(DATASET RECORDS begins)

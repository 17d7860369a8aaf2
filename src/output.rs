//! CLI response formatting and output.
//!
//! Provides JSON envelope, printing, and exit code mapping.

use serde::Serialize;

use crate::error::{Error, Result};

#[derive(Debug, Serialize)]
pub struct CliResponse<T: Serialize> {
    pub success: bool,
    #[serde(skip_serializing_if = "Option::is_none")]
    pub data: Option<T>,
    #[serde(skip_serializing_if = "Option::is_none")]
    pub error: Option<CliError>,
}

#[derive(Debug, Serialize)]
pub struct CliError {
    pub code: String,
    pub message: String,
}

impl<T: Serialize> CliResponse<T> {
    pub fn success(data: T) -> Self {
        Self {
            success: true,
            data: Some(data),
            error: None,
        }
    }

    pub fn to_json(&self) -> Result<String> {
        serde_json::to_string_pretty(self).map_err(Error::from)
    }
}

impl CliResponse<()> {
    pub fn from_error(err: &Error) -> Self {
        Self {
            success: false,
            data: None,
            error: Some(CliError {
                code: err.code().to_string(),
                message: err.to_string(),
            }),
        }
    }
}

fn print_response<T: Serialize>(response: &CliResponse<T>) -> Result<()> {
    use std::io::{self, Write};

    let payload = response.to_json()?;
    let stdout = io::stdout();
    let mut handle = stdout.lock();
    if let Err(e) = writeln!(handle, "{}", payload) {
        if e.kind() == io::ErrorKind::BrokenPipe {
            return Ok(()); // Exit gracefully on SIGPIPE
        }
        return Err(Error::Io {
            op: "write stdout",
            source: e,
        });
    }
    Ok(())
}

/// Print the envelope for a command result and return the process exit code.
pub fn print_result<T: Serialize>(result: Result<T>) -> i32 {
    match result {
        Ok(data) => match print_response(&CliResponse::success(data)) {
            Ok(()) => 0,
            Err(_) => 1,
        },
        Err(err) => {
            let exit_code = exit_code_for_error(&err);
            let _ = print_response(&CliResponse::<()>::from_error(&err));
            exit_code
        }
    }
}

pub fn exit_code_for_error(err: &Error) -> i32 {
    match err {
        Error::InvalidArgument { .. } => 2,
        Error::NotFound { .. } => 4,
        Error::PermissionDenied { .. } | Error::Io { .. } | Error::Json(_) => 1,
    }
}
//! Wire protocol
//!
//! Framing ([`frame`]), the per-exchange connection ([`connection`]) and
//! the TLS layer underneath it ([`tls`], with OpenSSL PSK sessions in
//! [`psk`]).

pub mod connection;
pub mod error;
pub mod frame;
#[cfg(feature = "tls-psk")]
pub mod psk;
pub mod tls;

pub use connection::{AcceptOptions, ConnectOptions, Connection, Request, exchange};
pub use error::{TlsError, TransportError};
pub use tls::{TlsContexts, TlsMode, TlsRegistry};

(DATASET RECORDS ends)

REQUIREMENT
Copy out each line of the data that holds the string "handle".

ANSWER TO THE PROBLEM
    let mut handle = stdout.lock();
    if let Err(e) = writeln!(handle, "{}", payload) {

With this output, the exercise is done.